Los mercados de animales vivos no tienen ahora mismo la mejor de las imágenes. Se cree que el foco inicial del covid-19 pudo estar en el de Huanan, en Wuhan, dedicado a los productos del mar, igual que el de Guangzhou se convirtió en emblema del SARS de 2003. En aquella ocasión, se atribuyó la epidemia a una mutación del virus del murciélago de herradura, que habría saltado al ser humano. Es el mismo animal al que se ha culpado por el nuevo coronavirus, que también se ha relacionado con el pangolín. En estos mercados, «la aglomeración de animales salvajes», cuenta Shah, es «insólita y sin precedentes ecológicos». Esos murciélagos no habrían estado, de manera natural, tan cerca de las civetas de las palmeras, y ninguna de estas dos especies se hubiera acercado al ser humano por su propia voluntad. Pero la gastronomía con animales exóticos, un producto de lujo que se ha extendido con el crecimiento económico chino, propició que sí se encontraran en Guangzhou. 

Pero quienes asocien estas comunicaciones entre el mundo animal y el humano a las extrañas costumbres orientales, se equivocan. También el cólera llegó por esa vía: antes de saltar a los humanos, vivía en los copépodos, unos crustáceos minúsculos, en los manglares del Sundarbans. La región, una concatenación de marisma y bosques, estuvo despoblada hasta 1760, cuando llegó hasta ella la Compañía de las Indias Orientales, que la conquistó junto con el resto de Bengala. Los ingleses talaron los manglares y convirtieron ese territorio inhóspito en una plantación de arroz. Y gracias a eso, a la poca exótica colonización de Asia y la explotación de sus recursos, la Vibrio cholerae encontró una nueva especie en la que residir. Al cabo del tiempo, aprendió a reconocer los riesgos que le planteaba el ser humano —el entorno ácido del estómago, sobre todo— y se adaptó. El primer brote de cólera se produjo en los antiguos manglares en el verano de 1817

Una expansión internacional

Si se observa un mapa del avance del coronavirus, es fácil identificar las grandes vías de comunicación. En un primer momento, el virus se movía por aeropuertos y hoteles y las autoridades lo buscaban en aquellos que habían viajado a las zonas de riesgo. Muchos han señalado la importancia de la globalización en la rápida expansión del patógeno, y quizás la industria más tocada haya sido la que depende, por esencia, del viaje: el turismo. Pero Shah defiende que esto no es precisamente nuevo. Cuando el físico teórico Dirk Brockmann trazó el recorrido de una epidemia de gripe, vio que la disposición de los focos de proximidad alteraba nuestro concepto habitual de la distancia. Gracias a las rutas aéreas, Nueva York estaba más cerca de Londres que de Providence, a 250 kilómetros.
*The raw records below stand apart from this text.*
pub mod dashboard;
pub mod login;
pub mod not_found;
pub mod section;
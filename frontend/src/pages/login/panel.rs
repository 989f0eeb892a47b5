use crate::{
    api::LoginRequest,
    components::layout::ErrorMessage,
    pages::login::utils,
    router::LANDING_PATH,
    state::auth,
    utils::navigation,
};
use leptos::{ev::SubmitEvent, *};

const LOGIN_FAILED: &str = "Sign-in failed. Check your employee number and password.";

#[component]
pub fn LoginPanel() -> impl IntoView {
    let (username, set_username) = create_signal(String::new());
    let (password, set_password) = create_signal(String::new());
    let (error, set_error) = create_signal(None::<String>);

    let login_action = auth::use_login_action();
    let pending = login_action.pending();

    create_effect(move |_| {
        if let Some(result) = login_action.value().get() {
            match result {
                Ok(()) => {
                    set_error.set(None);
                    set_password.set(String::new());
                    navigation::hard_navigate(LANDING_PATH);
                }
                // transport and credential failures read the same to the user
                Err(_) => set_error.set(Some(LOGIN_FAILED.to_string())),
            }
        }
    });

    let on_submit = move |ev: SubmitEvent| {
        ev.prevent_default();
        if pending.get_untracked() {
            return;
        }
        let uname = username.get_untracked();
        let pword = password.get_untracked();
        if let Err(msg) = utils::validate_credentials(&uname, &pword) {
            set_error.set(Some(msg));
            return;
        }
        set_error.set(None);
        login_action.dispatch(LoginRequest {
            username: uname.trim().to_string(),
            password: pword,
        });
    };

    view! {
        <div class="min-h-screen flex items-center justify-center bg-surface py-12 px-4">
            <div class="max-w-md w-full space-y-8">
                <h2 class="text-center text-3xl font-extrabold text-fg">"Factory Manager"</h2>
                <form id="login-form" class="mt-8 space-y-6" on:submit=on_submit>
                    <Show when=move || error.get().is_some()>
                        <ErrorMessage message=Signal::derive(move || error.get().unwrap_or_default())/>
                    </Show>
                    <div>
                        <label for="username" class="sr-only">"Employee number"</label>
                        <input
                            id="username"
                            name="username"
                            type="text"
                            autocomplete="username"
                            placeholder="Employee number"
                            class="w-full px-3 py-2 border border-border rounded-md"
                            prop:value=move || username.get()
                            on:input=move |ev| set_username.set(event_target_value(&ev))
                        />
                    </div>
                    <div>
                        <label for="password" class="sr-only">"Password"</label>
                        <input
                            id="password"
                            name="password"
                            type="password"
                            autocomplete="current-password"
                            placeholder="Password"
                            class="w-full px-3 py-2 border border-border rounded-md"
                            prop:value=move || password.get()
                            on:input=move |ev| set_password.set(event_target_value(&ev))
                        />
                    </div>
                    <button
                        type="submit"
                        class="w-full py-2 px-4 rounded-md text-action-primary-text bg-action-primary-bg disabled:opacity-50"
                        disabled=move || pending.get()
                    >
                        {move || if pending.get() { "Signing in..." } else { "Sign in" }}
                    </button>
                </form>
            </div>
        </div>
    }
}

#[cfg(all(test, not(target_arch = "wasm32")))]
mod host_tests {
    use super::*;
    use crate::test_support::{helpers::provide_session, ssr::render_to_string};
    use crate::utils::storage::MemoryCredentials;

    #[test]
    fn login_panel_renders_form_fields() {
        let html = render_to_string(|| {
            provide_session(&MemoryCredentials::default());
            view! { <LoginPanel/> }
        });
        assert!(html.contains("login-form"));
        assert!(html.contains("name=\"username\""));
        assert!(html.contains("type=\"password\""));
        assert!(!html.contains("role=\"alert\""));
    }
}
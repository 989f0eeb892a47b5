use serde::{Deserialize, Serialize};
use serde_json::{Map, Value};
use thiserror::Error;

/// Body of `POST /auth/login`, sent form-encoded.
#[derive(Clone, PartialEq, Eq, Serialize, Deserialize)]
pub struct LoginRequest {
    pub username: String,
    pub password: String,
}

impl std::fmt::Debug for LoginRequest {
    fn fmt(&self, f: &mut std::fmt::Formatter<'_>) -> std::fmt::Result {
        f.debug_struct("LoginRequest")
            .field("username", &self.username)
            .field("password", &"<redacted>")
            .finish()
    }
}

#[derive(Debug, Clone, PartialEq, Eq, Serialize, Deserialize)]
pub struct TokenResponse {
    pub access_token: String,
    #[serde(default)]
    pub token_type: Option<String>,
}

/// Profile returned by `GET /auth/me`. Fields beyond the known ones are kept
/// as-is and never interpreted.
#[derive(Debug, Clone, PartialEq, Serialize, Deserialize)]
pub struct UserProfile {
    pub username: String,
    #[serde(default)]
    pub employee_id: Option<i64>,
    #[serde(flatten)]
    pub extra: Map<String, Value>,
}

/// Error body in the API's `{"detail": ...}` shape.
#[derive(Debug, Clone, Deserialize)]
pub struct ErrorBody {
    pub detail: Value,
}

impl ErrorBody {
    pub fn message(&self) -> String {
        match &self.detail {
            Value::String(text) => text.clone(),
            other => other.to_string(),
        }
    }
}

#[derive(Debug, Clone, PartialEq, Eq, Error)]
pub enum ApiError {
    #[error("Request failed: {0}")]
    Transport(String),
    #[error("Server rejected request ({status}): {detail}")]
    Rejected { status: u16, detail: String },
    #[error("Failed to parse response: {0}")]
    Decode(String),
    #[error("No stored credential")]
    MissingCredential,
    #[error("Stored credential is not a valid header value")]
    InvalidCredential,
}

impl ApiError {
    pub fn is_unauthorized(&self) -> bool {
        matches!(self, ApiError::Rejected { status: 401, .. })
    }
}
Shah mira, de nuevo, a los inicios del brote de SARS en 2003. En Guangzhou, el doctor Liu Jianlun atendió a uno de los primeros enfermos antes de marcharse a Hong Kong para asistir a una boda. Se hospedó en el hotel Metropole, donde permanecían también otras doce personas que eran para él perfectos desconocidos, pero a quienes quedó enlazado por el virus: no se sabe cómo se produjo el contagio, pero se produjo. Una de estas personas era auxiliar de vuelo, que llegó hasta Singapur antes de ser hospitalizada. Allí contagió a su médico, que debía viajar a Nueva York para participar en un congreso. La enfermedad le permitió llegar hasta Frankfurt. «Finalmente», dice Shah, «el SARS llegó a 32 países. Gracias al milagro de los viajes aéreos, un solo infectado pudo causar un brote global«.

Para la autora, la constatación de estos lazos históricos entre pandemia y pandemia no tienen por qué ser un motivo de desánimo. La conclusión no es, necesariamente, que el ser humano es incapaz de aprender. Al contrario: Shah insiste en su capacidad para generar conocimiento y su experiencia en combatir las enferemedades infecciosas y, en muchas ocasiones, ganar. Pero no es un proceso rápido: «Fueron necesarios cien años de pandemias de cólera para que ciudades como Nueva York, París y Londres respondieran a las provocaciones de la enfermedad», escribe. Los cambios tuvieron que ser radicales y afectaron al suministro de agua potable, a la urbanización, a la gestión de residuos, a la configuración de la salud pública, a la atención médica… «Tal es el poder transformador de las pandemias», dice. Siempre que estemos dispuestos a escuchar.